When she starts labeling things that way I simply say, "It's a toy. Boys and girls can play with it if they want to." But, it's hard to be heard over the signs and colors used to signal what toys and other items are considered for boys or girls.
No matter how hard we've tried to encourage our children to play with whatever toys they are interested in, they are still influenced by society's gender stereotypes. About a year ago, when I asked my daughter to help pick up the crayons strewn across our living room, she told me to pick up the "boy" crayons. That gave me pause. Where did she get the idea there were boy crayons? I explained that crayons were crayons—everyone can use them.
It didn't stop there. She arbitrarily assigned certain colors as being for boys and others for girls, even if they didn't follow stereotypes. I could tell she was trying to work this out in her mind.

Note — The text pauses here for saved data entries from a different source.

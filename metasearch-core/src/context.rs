//! Per-invocation network context.
//!
//! Created at the start of every [`crate::processor::OnlineProcessor::search`]
//! call and passed down explicitly to dispatch and enrichment, so a worker
//! reused for several engines never sees stale deadlines.

use std::time::{Duration, Instant};

/// Time budget and bookkeeping of one engine invocation.
#[derive(Debug, Clone)]
pub struct InvocationContext {
    engine_name: String,
    start: Instant,
    timeout: Duration,
    http_time: Duration,
    requests: u32,
}

impl InvocationContext {
    /// Start a context for `engine_name` whose budget began at `start`.
    pub fn new(engine_name: impl Into<String>, start: Instant, timeout: Duration) -> Self {
        Self {
            engine_name: engine_name.into(),
            start,
            timeout,
            http_time: Duration::ZERO,
            requests: 0,
        }
    }

    /// Engine this invocation belongs to.
    pub fn engine_name(&self) -> &str {
        &self.engine_name
    }

    /// When the budget started.
    pub fn start(&self) -> Instant {
        self.start
    }

    /// Total budget.
    pub fn timeout(&self) -> Duration {
        self.timeout
    }

    /// Time since the budget started.
    pub fn elapsed(&self) -> Duration {
        self.start.elapsed()
    }

    /// Budget left; zero once the deadline has passed.
    pub fn remaining(&self) -> Duration {
        self.timeout.saturating_sub(self.elapsed())
    }

    /// Account one finished HTTP round trip.
    pub fn record_http(&mut self, duration: Duration) {
        self.http_time += duration;
        self.requests += 1;
    }

    /// Time spent waiting on the transport.
    pub fn http_time(&self) -> Duration {
        self.http_time
    }

    /// Number of HTTP round trips made.
    pub fn requests(&self) -> u32 {
        self.requests
    }
}
//! Wikipedia full-text search through the MediaWiki API.
//!
//! The wiki is picked from the query locale (`de` → `de.wikipedia.org`).
//! The API's spelling suggestion is returned as a URL-less entry.

use crate::engine::EngineAdapter;
use crate::error::SearchError;
use crate::http::RawResponse;
use crate::params::RequestParams;
use crate::types::SearchResult;
use scraper::Html;
use serde::Deserialize;
use url::Url;

const RESULTS_PER_PAGE: u32 = 10;

/// Wikipedia JSON API adapter.
#[derive(Debug, Default, Clone, Copy)]
pub struct WikipediaEngine;

#[derive(Debug, Deserialize)]
struct ApiResponse {
    #[serde(default)]
    query: Option<ApiQuery>,
}

#[derive(Debug, Deserialize)]
struct ApiQuery {
    #[serde(default)]
    searchinfo: Option<SearchInfo>,
    #[serde(default)]
    search: Vec<ApiHit>,
}

#[derive(Debug, Deserialize)]
struct SearchInfo {
    #[serde(default)]
    suggestion: Option<String>,
}

#[derive(Debug, Deserialize)]
struct ApiHit {
    title: String,
    #[serde(default)]
    snippet: String,
}

/// Wiki language of `params`, `en` unless the locale names a plausible one.
fn wiki_language(params: &RequestParams) -> String {
    params
        .locale
        .as_ref()
        .map(|l| l.language.to_lowercase())
        .filter(|lang| !lang.is_empty() && lang.chars().all(|c| c.is_ascii_alphabetic() || c == '-'))
        .unwrap_or_else(|| "en".to_owned())
}

/// `https://<lang>.wikipedia.org/wiki/<Title_With_Underscores>`.
fn article_url(language: &str, title: &str) -> Option<String> {
    let mut url = Url::parse(&format!("https://{language}.wikipedia.org/wiki/")).ok()?;
    url.path_segments_mut()
        .ok()?
        .pop_if_empty()
        .push(&title.replace(' ', "_"));
    Some(url.into())
}

/// The API snippet is HTML with `<span class="searchmatch">` highlights.
fn strip_tags(html: &str) -> String {
    Html::parse_fragment(html)
        .root_element()
        .text()
        .collect::<String>()
        .trim()
        .to_string()
}

impl EngineAdapter for WikipediaEngine {
    fn kind(&self) -> &'static str {
        "wikipedia"
    }

    fn request(&self, query: &str, params: &mut RequestParams) {
        let language = wiki_language(params);
        let offset = params.pageno.saturating_sub(1).saturating_mul(RESULTS_PER_PAGE);
        let endpoint = format!("https://{language}.wikipedia.org/w/api.php");
        let pairs = [
            ("action", "query".to_owned()),
            ("list", "search".to_owned()),
            ("format", "json".to_owned()),
            ("srsearch", query.to_owned()),
            ("srprop", "snippet".to_owned()),
            ("srinfo", "suggestion".to_owned()),
            ("srlimit", RESULTS_PER_PAGE.to_string()),
            ("sroffset", offset.to_string()),
            ("utf8", "1".to_owned()),
        ];
        match Url::parse_with_params(&endpoint, &pairs) {
            Ok(url) => params.url = url.into(),
            Err(e) => tracing::warn!(%language, error = %e, "cannot build Wikipedia URL"),
        }
        params.set_header("Accept", "application/json");
    }

    fn response(
        &self,
        response: &RawResponse,
        params: &RequestParams,
    ) -> Result<Vec<SearchResult>, SearchError> {
        let body: ApiResponse = response.json()?;
        let Some(query) = body.query else {
            return Ok(Vec::new());
        };

        let language = wiki_language(params);
        let mut results: Vec<SearchResult> = query
            .search
            .into_iter()
            .filter_map(|hit| {
                let url = article_url(&language, &hit.title)?;
                Some(SearchResult::new(url, hit.title, strip_tags(&hit.snippet), "wikipedia"))
            })
            .collect();

        if let Some(suggestion) = query
            .searchinfo
            .and_then(|info| info.suggestion)
            .filter(|s| !s.trim().is_empty())
        {
            results.push(SearchResult::suggestion(suggestion, "wikipedia"));
        }

        tracing::debug!(count = results.len(), "Wikipedia results parsed");
        Ok(results)
    }
}
//! CLI binary for metasearch.

use anyhow::Context;
use clap::Parser;
use metasearch::{Metasearch, MetasearchConfig, SearchResponse};
use metasearch_core::{Locale, SafeSearch, SearchQuery, SearchResult, TimeRange};
use std::path::PathBuf;
use tracing_subscriber::EnvFilter;

/// Metasearch: query several search engines at once.
#[derive(Parser)]
#[command(name = "metasearch", version, about)]
struct Cli {
    /// Path to TOML configuration file.
    #[arg(short, long)]
    config: Option<PathBuf>,

    /// Category to search (defaults to the configured default category).
    #[arg(short = 'C', long)]
    category: Option<String>,

    /// Query locale, e.g. `en-US` or `de`.
    #[arg(short, long)]
    language: Option<Locale>,

    /// Result page.
    #[arg(short, long, default_value_t = 1)]
    page: u32,

    /// Restrict to a time range: day, week, month or year.
    #[arg(short, long)]
    time_range: Option<TimeRange>,

    /// Safe search level: off, moderate or strict.
    #[arg(short, long, default_value = "moderate")]
    safesearch: SafeSearch,

    /// Print the response as JSON.
    #[arg(long)]
    json: bool,

    /// Write the effective configuration to the default config path and exit.
    #[arg(long)]
    init_config: bool,

    /// Search terms.
    #[arg(required_unless_present = "init_config")]
    query: Vec<String>,
}

#[tokio::main]
async fn main() -> anyhow::Result<()> {
    // Logs go to stderr so JSON output on stdout stays clean.
    tracing_subscriber::fmt()
        .with_env_filter(
            EnvFilter::try_from_default_env().unwrap_or_else(|_| {
                EnvFilter::new("metasearch=warn,metasearch_core=warn")
            }),
        )
        .with_writer(std::io::stderr)
        .init();

    let cli = Cli::parse();

    let config = if let Some(ref path) = cli.config {
        MetasearchConfig::from_file(path)
            .with_context(|| format!("loading {}", path.display()))?
    } else {
        let path = MetasearchConfig::default_config_path();
        if path.exists() {
            MetasearchConfig::from_file(&path)
                .with_context(|| format!("loading {}", path.display()))?
        } else {
            MetasearchConfig::default()
        }
    };

    if cli.init_config {
        let path = MetasearchConfig::default_config_path();
        config.save_to_file(&path)?;
        println!("Wrote {}", path.display());
        return Ok(());
    }

    let metasearch = Metasearch::from_config(config)?;

    let mut query = SearchQuery::new(cli.query.join(" "))
        .with_pageno(cli.page.max(1))
        .with_safesearch(cli.safesearch);
    if let Some(locale) = cli.language {
        query = query.with_locale(locale);
    }
    if let Some(time_range) = cli.time_range {
        query = query.with_time_range(time_range);
    }

    let response = metasearch.search(&query, cli.category.as_deref()).await;

    if cli.json {
        println!("{}", serde_json::to_string_pretty(&response)?);
    } else {
        print_response(&response);
    }
    Ok(())
}

fn print_response(response: &SearchResponse) {
    if response.results.is_empty() {
        println!("No results for \"{}\".", response.query);
    }
    for (i, result) in response.results.iter().enumerate() {
        print_result(&format!("{:>2}.", i + 1), result);
        for sitelink in &result.sitelinks {
            print_result("    -", sitelink);
        }
    }

    if !response.suggestions.is_empty() {
        println!("\nDid you mean: {}", response.suggestions.join(", "));
    }
    for engine in &response.unresponsive_engines {
        let suspended = if engine.suspended { " (suspended)" } else { "" };
        eprintln!("{}: {}{suspended}", engine.engine, engine.error_type);
    }
    for engine in &response.suspended_engines {
        eprintln!("{engine}: skipped, engine suspended");
    }
}

fn print_result(marker: &str, result: &SearchResult) {
    let indent = " ".repeat(marker.len() + 1);
    println!("{marker} {} [{}]", result.title, result.engine);
    println!("{indent}{}", result.url_str());
    if !result.content.is_empty() {
        println!("{indent}{}", truncate(&result.content, 160));
    }
}

/// Cut `s` to at most `max` characters, marking the cut.
fn truncate(s: &str, max: usize) -> String {
    match s.char_indices().nth(max) {
        Some((idx, _)) => format!("{}...", &s[..idx]),
        None => s.to_owned(),
    }
}
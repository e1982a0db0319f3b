//! Error types for the metasearch front end.

use metasearch_core::SearchError;

/// Top-level error type for configuration and search setup.
#[derive(Debug, thiserror::Error)]
pub enum MetasearchError {
    /// Configuration error.
    #[error("config error: {0}")]
    Config(String),

    /// No adapter is registered for an engine.
    #[error("engine {name}: unknown engine adapter {kind:?}")]
    UnknownEngine {
        /// Configured engine name.
        name: String,
        /// Adapter key that did not resolve.
        kind: String,
    },

    /// Error raised by the search core.
    #[error(transparent)]
    Search(#[from] SearchError),

    /// I/O error.
    #[error("I/O error: {0}")]
    Io(#[from] std::io::Error),
}

/// Convenience result type.
pub type Result<T> = std::result::Result<T, MetasearchError>;
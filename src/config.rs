//! Instance configuration loaded from TOML.
//!
//! ```toml
//! default_category = "general"
//!
//! [search]
//! force_sitelinks_categories = ["shopping"]
//! ban_time_on_fail_seconds = 5
//! max_ban_time_on_fail_seconds = 120
//!
//! [[search.force_sitelink_websites]]
//! url_expression = '.*store\.example\.com.*'
//! search_terms = ["size"]
//! category = "shopping"
//!
//! [[engines]]
//! name = "wikipedia"
//! paging = true
//! send_accept_language_header = true
//! ```

use crate::error::{MetasearchError, Result};
use metasearch_core::{EngineSettings, SearchSettings};
use serde::{Deserialize, Serialize};
use std::collections::HashSet;
use std::path::{Path, PathBuf};

/// Complete configuration of a metasearch instance.
#[derive(Debug, Clone, PartialEq, Serialize, Deserialize)]
#[serde(default)]
pub struct MetasearchConfig {
    /// Category searched when the caller names none.
    pub default_category: String,
    /// Sitelinks and suspension settings.
    pub search: SearchSettings,
    /// Configured engines, in dispatch order.
    pub engines: Vec<EngineSettings>,
}

impl Default for MetasearchConfig {
    fn default() -> Self {
        Self {
            default_category: "general".to_owned(),
            search: SearchSettings::default(),
            engines: default_engines(),
        }
    }
}

/// DuckDuckGo, Bing and Wikipedia with the features each supports.
fn default_engines() -> Vec<EngineSettings> {
    vec![
        EngineSettings {
            time_range_support: true,
            ..EngineSettings::named("duckduckgo")
        },
        EngineSettings {
            paging: true,
            ..EngineSettings::named("bing")
        },
        EngineSettings {
            paging: true,
            send_accept_language_header: true,
            timeout_seconds: 2.0,
            ..EngineSettings::named("wikipedia")
        },
    ]
}

impl MetasearchConfig {
    /// Load configuration from a TOML file.
    ///
    /// # Errors
    ///
    /// Returns an error if the file cannot be read or parsed.
    pub fn from_file(path: &Path) -> Result<Self> {
        let content = std::fs::read_to_string(path)?;
        toml::from_str(&content).map_err(|e| MetasearchError::Config(e.to_string()))
    }

    /// Save configuration to a TOML file, creating parent directories as needed.
    ///
    /// # Errors
    ///
    /// Returns an error if the file cannot be written or the config cannot be serialized.
    pub fn save_to_file(&self, path: &Path) -> Result<()> {
        if let Some(parent) = path.parent() {
            std::fs::create_dir_all(parent)?;
        }
        let content =
            toml::to_string_pretty(self).map_err(|e| MetasearchError::Config(e.to_string()))?;
        std::fs::write(path, content)?;
        Ok(())
    }

    /// Returns the default config file path: `~/.config/metasearch/config.toml`.
    pub fn default_config_path() -> PathBuf {
        if let Some(config) = std::env::var_os("XDG_CONFIG_HOME") {
            PathBuf::from(config).join("metasearch").join("config.toml")
        } else if let Some(home) = std::env::var_os("HOME") {
            PathBuf::from(home)
                .join(".config")
                .join("metasearch")
                .join("config.toml")
        } else {
            PathBuf::from("/tmp/metasearch-config/config.toml")
        }
    }

    /// Validates this configuration, returning an error if any field is invalid.
    ///
    /// Checks:
    /// - `default_category` must not be empty
    /// - search settings and every engine are valid on their own
    /// - engine names are unique
    pub fn validate(&self) -> Result<()> {
        if self.default_category.trim().is_empty() {
            return Err(MetasearchError::Config(
                "default_category must not be empty".into(),
            ));
        }
        self.search.validate()?;

        let mut seen = HashSet::new();
        for engine in &self.engines {
            engine.validate()?;
            if !seen.insert(engine.name.as_str()) {
                return Err(MetasearchError::Config(format!(
                    "duplicate engine name {:?}",
                    engine.name
                )));
            }
        }
        Ok(())
    }

    /// Enabled engines serving `category`.
    pub fn engines_for<'a>(&'a self, category: &'a str) -> impl Iterator<Item = &'a EngineSettings> {
        self.engines
            .iter()
            .filter(move |e| !e.disabled && e.serves(category))
    }
}
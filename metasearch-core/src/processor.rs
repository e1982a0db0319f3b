//! Per-engine search invocation.
//!
//! [`OnlineProcessor`] runs one engine for one query:
//!
//! ```text
//! get_params ─► search ─┬─► engine.request ─► dispatch ─► engine.response
//!                       │        (skipped when the URL stays empty)
//!                       ├─► sitelink enrichment (nested request/dispatch/parse,
//!                       │        category "sitelinks", never nested further)
//!                       └─► container.extend  (exactly once, also on failure)
//! ```
//!
//! Every error raised along the way is caught once in [`OnlineProcessor::search`],
//! classified, recorded as a single incident and turned into a
//! [`SearchOutcome::Failed`] carrying the suspend decision.

use crate::classify::{classify, incident_for, Classification, FailureKind};
use crate::config::EngineSettings;
use crate::container::ResultContainer;
use crate::context::InvocationContext;
use crate::engine::EngineAdapter;
use crate::error::{Result, SearchError};
use crate::http::{RawResponse, RequestBody, RequestOptions, Transport};
use crate::incident::{EngineIncident, ErrorRecorder, TracingErrorRecorder};
use crate::params::{build_request_params, Method, RequestParams};
use crate::sitelinks::{prune_sitelink_results, SitelinkRules, SITELINKS_CATEGORY};
use crate::status::raise_for_httperror;
use crate::types::{SearchQuery, SearchResult};
use std::sync::Arc;
use std::time::{Duration, Instant};

/// Result of one engine invocation, as seen by the surrounding system.
#[derive(Debug, Clone, PartialEq, Eq)]
pub enum SearchOutcome {
    /// The invocation finished; `result_count` entries (suggestions
    /// included) were handed to the container.
    Completed {
        /// Entries produced by the engine.
        result_count: usize,
    },
    /// The invocation failed; the classification carries the suspend signal.
    Failed(Classification),
}

impl SearchOutcome {
    /// Whether the invocation finished without error.
    pub fn is_completed(&self) -> bool {
        matches!(self, Self::Completed { .. })
    }

    /// The failure classification, if the invocation failed.
    pub fn failure(&self) -> Option<&Classification> {
        match self {
            Self::Failed(classification) => Some(classification),
            Self::Completed { .. } => None,
        }
    }
}

/// Runs searches for one configured engine.
pub struct OnlineProcessor<T> {
    engine: Arc<dyn EngineAdapter>,
    settings: EngineSettings,
    transport: T,
    recorder: Arc<dyn ErrorRecorder>,
    sitelinks: Arc<SitelinkRules>,
}

impl<T> std::fmt::Debug for OnlineProcessor<T> {
    fn fmt(&self, f: &mut std::fmt::Formatter<'_>) -> std::fmt::Result {
        f.debug_struct("OnlineProcessor")
            .field("engine", &self.engine.kind())
            .field("settings", &self.settings)
            .field("sitelinks", &self.sitelinks.is_enabled())
            .finish_non_exhaustive()
    }
}

impl<T: Transport> OnlineProcessor<T> {
    /// Processor for `engine` configured by `settings`, sending through
    /// `transport`. Incidents go to the tracing log and sitelinks are off
    /// until configured with the builder methods.
    pub fn new(engine: Arc<dyn EngineAdapter>, settings: EngineSettings, transport: T) -> Self {
        Self {
            engine,
            settings,
            transport,
            recorder: Arc::new(TracingErrorRecorder),
            sitelinks: Arc::new(SitelinkRules::disabled()),
        }
    }

    /// Send incidents to `recorder`.
    pub fn with_recorder(mut self, recorder: Arc<dyn ErrorRecorder>) -> Self {
        self.recorder = recorder;
        self
    }

    /// Enrich results with `rules`.
    pub fn with_sitelinks(mut self, rules: Arc<SitelinkRules>) -> Self {
        self.sitelinks = rules;
        self
    }

    /// Configured engine name.
    pub fn name(&self) -> &str {
        &self.settings.name
    }

    /// Engine configuration.
    pub fn settings(&self) -> &EngineSettings {
        &self.settings
    }

    /// Request parameters for `query` in `category`, or `None` when this
    /// engine cannot serve the query and should be skipped.
    pub fn get_params(&self, query: &SearchQuery, category: &str) -> Option<RequestParams> {
        build_request_params(query, category, &self.settings)
    }

    /// Run the engine for `query` and write the outcome into `container`.
    ///
    /// `start` and `timeout` define the invocation budget; every HTTP
    /// request gets the time left of it. The container is extended exactly
    /// once, with no results when the invocation fails.
    pub async fn search(
        &self,
        query: &str,
        mut params: RequestParams,
        container: &ResultContainer,
        start: Instant,
        timeout: Duration,
    ) -> SearchOutcome {
        let mut ctx = InvocationContext::new(self.name(), start, timeout);
        tracing::trace!(engine = %self.name(), query, category = %params.category, "engine search");

        match self.run(&mut ctx, query, &mut params).await {
            Ok(results) => {
                let result_count = results.as_ref().map_or(0, Vec::len);
                tracing::debug!(
                    engine = %self.name(),
                    result_count,
                    requests = ctx.requests(),
                    http_ms = ctx.http_time().as_millis() as u64,
                    "engine search completed"
                );
                container.extend(self.name(), start, results);
                SearchOutcome::Completed { result_count }
            }
            Err(err) => {
                let classification = self.handle_exception(&ctx, container, &err, &params);
                container.extend(self.name(), start, None);
                SearchOutcome::Failed(classification)
            }
        }
    }

    async fn run(
        &self,
        ctx: &mut InvocationContext,
        query: &str,
        params: &mut RequestParams,
    ) -> Result<Option<Vec<SearchResult>>> {
        let Some(results) = self.search_basic(ctx, query, params).await? else {
            return Ok(None);
        };
        if self.sitelinks.is_enabled() {
            return self.add_forced_sitelinks(ctx, results, params).await.map(Some);
        }
        Ok(Some(results))
    }

    /// Request, dispatch and parse once. `Ok(None)` when the adapter left
    /// the URL empty.
    async fn search_basic(
        &self,
        ctx: &mut InvocationContext,
        query: &str,
        params: &mut RequestParams,
    ) -> Result<Option<Vec<SearchResult>>> {
        self.engine.request(query, params);

        if params.url.is_empty() {
            tracing::debug!(engine = %self.name(), "empty request URL, nothing dispatched");
            return Ok(None);
        }

        let response = self.send_http_request(ctx, params).await?;
        self.engine.response(&response, params).map(Some)
    }

    async fn send_http_request(
        &self,
        ctx: &mut InvocationContext,
        params: &RequestParams,
    ) -> Result<RawResponse> {
        let options = request_options(params, ctx.remaining());

        let sent = Instant::now();
        let response = match params.method {
            Method::Get => self.transport.get(&params.url, &options).await,
            Method::Post => self.transport.post(&params.url, &options).await,
        };
        ctx.record_http(sent.elapsed());
        let response = response?;

        if params.raise_for_httperror {
            raise_for_httperror(&response)?;
        }

        let soft_max_redirects = params.soft_max_redirects as usize;
        if response.history.len() > soft_max_redirects {
            self.recorder.record(EngineIncident {
                engine_name: ctx.engine_name().to_owned(),
                message: format!(
                    "{} redirects, maximum: {}",
                    response.history.len(),
                    soft_max_redirects
                ),
                context: response.context(),
                secondary: true,
            });
        }

        Ok(response)
    }

    /// Attach sitelinks to the first matching result of every configured
    /// site, running one nested search per match.
    async fn add_forced_sitelinks(
        &self,
        ctx: &mut InvocationContext,
        mut results: Vec<SearchResult>,
        params: &RequestParams,
    ) -> Result<Vec<SearchResult>> {
        let targets = self.sitelinks.plan(&params.category, &params.query, &results);
        for target in targets {
            let sitelinks = self.get_sitelinks(ctx, params, &target.search_term).await?;
            tracing::debug!(
                engine = %self.name(),
                site_category = %target.site_category,
                sitelinks = sitelinks.len(),
                "sitelinks attached"
            );
            if let Some(result) = results.get_mut(target.result_index) {
                result.sitelinks = sitelinks;
            }
        }
        Ok(results)
    }

    async fn get_sitelinks(
        &self,
        ctx: &mut InvocationContext,
        params: &RequestParams,
        search_term: &str,
    ) -> Result<Vec<SearchResult>> {
        let mut sitelink_params = params.clone();
        let sitelink_query = format!("{} {search_term}", sitelink_params.query);
        sitelink_params.query.clone_from(&sitelink_query);
        sitelink_params.category = SITELINKS_CATEGORY.to_owned();
        sitelink_params.url.clear();

        tracing::trace!(engine = %self.name(), query = %sitelink_query, "sitelink search");
        let nested = self
            .search_basic(ctx, &sitelink_query, &mut sitelink_params)
            .await?;
        Ok(prune_sitelink_results(nested.unwrap_or_default()))
    }

    /// Classify `err`, record its incident and mark the engine unresponsive.
    fn handle_exception(
        &self,
        ctx: &InvocationContext,
        container: &ResultContainer,
        err: &SearchError,
        params: &RequestParams,
    ) -> Classification {
        let classification = classify(err);
        self.recorder.record(incident_for(self.name(), err));
        container.add_unresponsive_engine(
            self.name(),
            classification.kind.name(),
            classification.suspend,
        );

        let elapsed_s = ctx.elapsed().as_secs_f64();
        let timeout_s = ctx.timeout().as_secs_f64();
        match classification.kind {
            FailureKind::Tls => tracing::error!(
                engine = %self.name(),
                error = %err,
                verify = ?params.verify,
                "TLS error"
            ),
            FailureKind::Timeout => tracing::error!(
                engine = %self.name(),
                elapsed_s,
                timeout_s,
                error = %err,
                "HTTP requests timeout"
            ),
            FailureKind::Transport => tracing::error!(
                engine = %self.name(),
                elapsed_s,
                timeout_s,
                error = %err,
                "requests exception"
            ),
            FailureKind::Captcha | FailureKind::TooManyRequests | FailureKind::AccessDenied => {
                tracing::error!(
                    engine = %self.name(),
                    suspended_s = classification.suspended_time.map(|d| d.as_secs()),
                    "{}",
                    classification.message
                )
            }
            FailureKind::Unclassified => tracing::error!(
                engine = %self.name(),
                elapsed_s,
                error = %err,
                "exception"
            ),
        }
        classification
    }
}

/// Transport options for `params`; unset fields keep the transport default.
fn request_options(params: &RequestParams, timeout: Duration) -> RequestOptions {
    let body = match params.method {
        Method::Get => None,
        Method::Post => {
            if !params.data.is_empty() {
                Some(RequestBody::Form(params.data.clone()))
            } else if let Some(json) = params.json.as_ref().filter(|v| !is_empty_json(v)) {
                Some(RequestBody::Json(json.clone()))
            } else if !params.content.is_empty() {
                Some(RequestBody::Raw(params.content.clone()))
            } else {
                None
            }
        }
    };

    RequestOptions {
        headers: params.headers.clone(),
        cookies: params.cookies.clone(),
        auth: params.auth.clone(),
        verify: params.verify.clone(),
        allow_redirects: Some(params.allow_redirects),
        max_redirects: (params.max_redirects > 0).then_some(params.max_redirects),
        timeout: Some(timeout),
        body,
    }
}

fn is_empty_json(value: &serde_json::Value) -> bool {
    match value {
        serde_json::Value::Null => true,
        serde_json::Value::Object(map) => map.is_empty(),
        serde_json::Value::Array(items) => items.is_empty(),
        _ => false,
    }
}
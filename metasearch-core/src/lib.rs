//! # metasearch-core
//!
//! Per-engine request orchestration for a federated metasearch engine.
//!
//! One [`OnlineProcessor`] runs one configured engine for one query: it
//! builds the request parameters, lets the engine adapter shape the request,
//! dispatches it through an injected [`Transport`], parses the response and
//! optionally enriches selected results with sitelinks from a second,
//! bounded search. Whatever happens, the invocation ends by writing into the
//! shared [`ResultContainer`] exactly once.
//!
//! ## Design
//!
//! - Engines are [`EngineAdapter`] trait objects selected by configuration
//! - Failures are a closed [`SearchError`] taxonomy mapped by the pure
//!   [`classify`] function onto a suspend/no-suspend signal
//! - Per-invocation state (engine name, budget, HTTP time) is an explicit
//!   [`InvocationContext`] value, never ambient
//! - Sitelink searches run in the reserved `"sitelinks"` category and are
//!   never enriched themselves
//!
//! ## Security
//!
//! - Queries are logged only at trace level
//! - Sitelink URL expressions are anchored regular expressions compiled once
//!   at startup

pub mod classify;
pub mod config;
pub mod container;
pub mod context;
pub mod engine;
pub mod engines;
pub mod error;
pub mod http;
pub mod incident;
pub mod params;
pub mod plugins;
pub mod processor;
pub mod sitelinks;
pub mod status;
pub mod suspension;
pub mod types;

pub use classify::{classify, Classification, FailureKind};
pub use config::{EngineSettings, SearchSettings};
pub use container::{
    ContainerSnapshot, EngineTiming, ResultContainer, ResultPlugin, UnresponsiveEngine,
};
pub use context::InvocationContext;
pub use engine::EngineAdapter;
pub use error::{EngineChallenge, Result, SearchError, TransportError};
pub use http::{RawResponse, ReqwestTransport, RequestBody, RequestOptions, Transport};
pub use incident::{
    EngineIncident, ErrorRecorder, IncidentContext, MemoryErrorRecorder, TracingErrorRecorder,
};
pub use params::{build_request_params, Method, RequestParams};
pub use plugins::TrackerUrlRemover;
pub use processor::{OnlineProcessor, SearchOutcome};
pub use sitelinks::{ForceSitelinkSite, SitelinkRules, SITELINKS_CATEGORY};
pub use suspension::{SuspendedStatus, SuspensionPolicy, MAX_SUSPENSION};
pub use types::{Locale, SafeSearch, SearchQuery, SearchResult, TimeRange};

Of course she knows there are boys and there are girls, but I don't want my kids to think their biological sex or their gender limits the things they can play with, wear, or become.
Yes, it'll be easier to take my children shopping in their new toy section, because both of my kids can look at all the fun toys without feeling uncomfortable and questioning their placement.
And that's exactly why I applaud Target's revolutionary move.
Yes, it'll be easier to take my children shopping in their new toy section, because both of my kids can look at all the fun toys without feeling uncomfortable and questioning their placement. But I think it's more than that.
I hope this helps expand toy offerings that have continuously been marketed in stereotypical gender colors, such as pink brooms.
I hope it helps people think outside the gender box when shopping for kids' gifts.
I hope it paves the way towards more gender neutral items, such as clothing.
I like that both my son and daughter pretend to cook in our play kitchen, cradle baby dolls, build towers, conduct science experiments, and dress up like Anna and Elsa. I want them to play, explore and have fun. I never want them to fear judgement for their interests. I just want them to be happy.
Thanks for listening to us, Target. That was a smart move.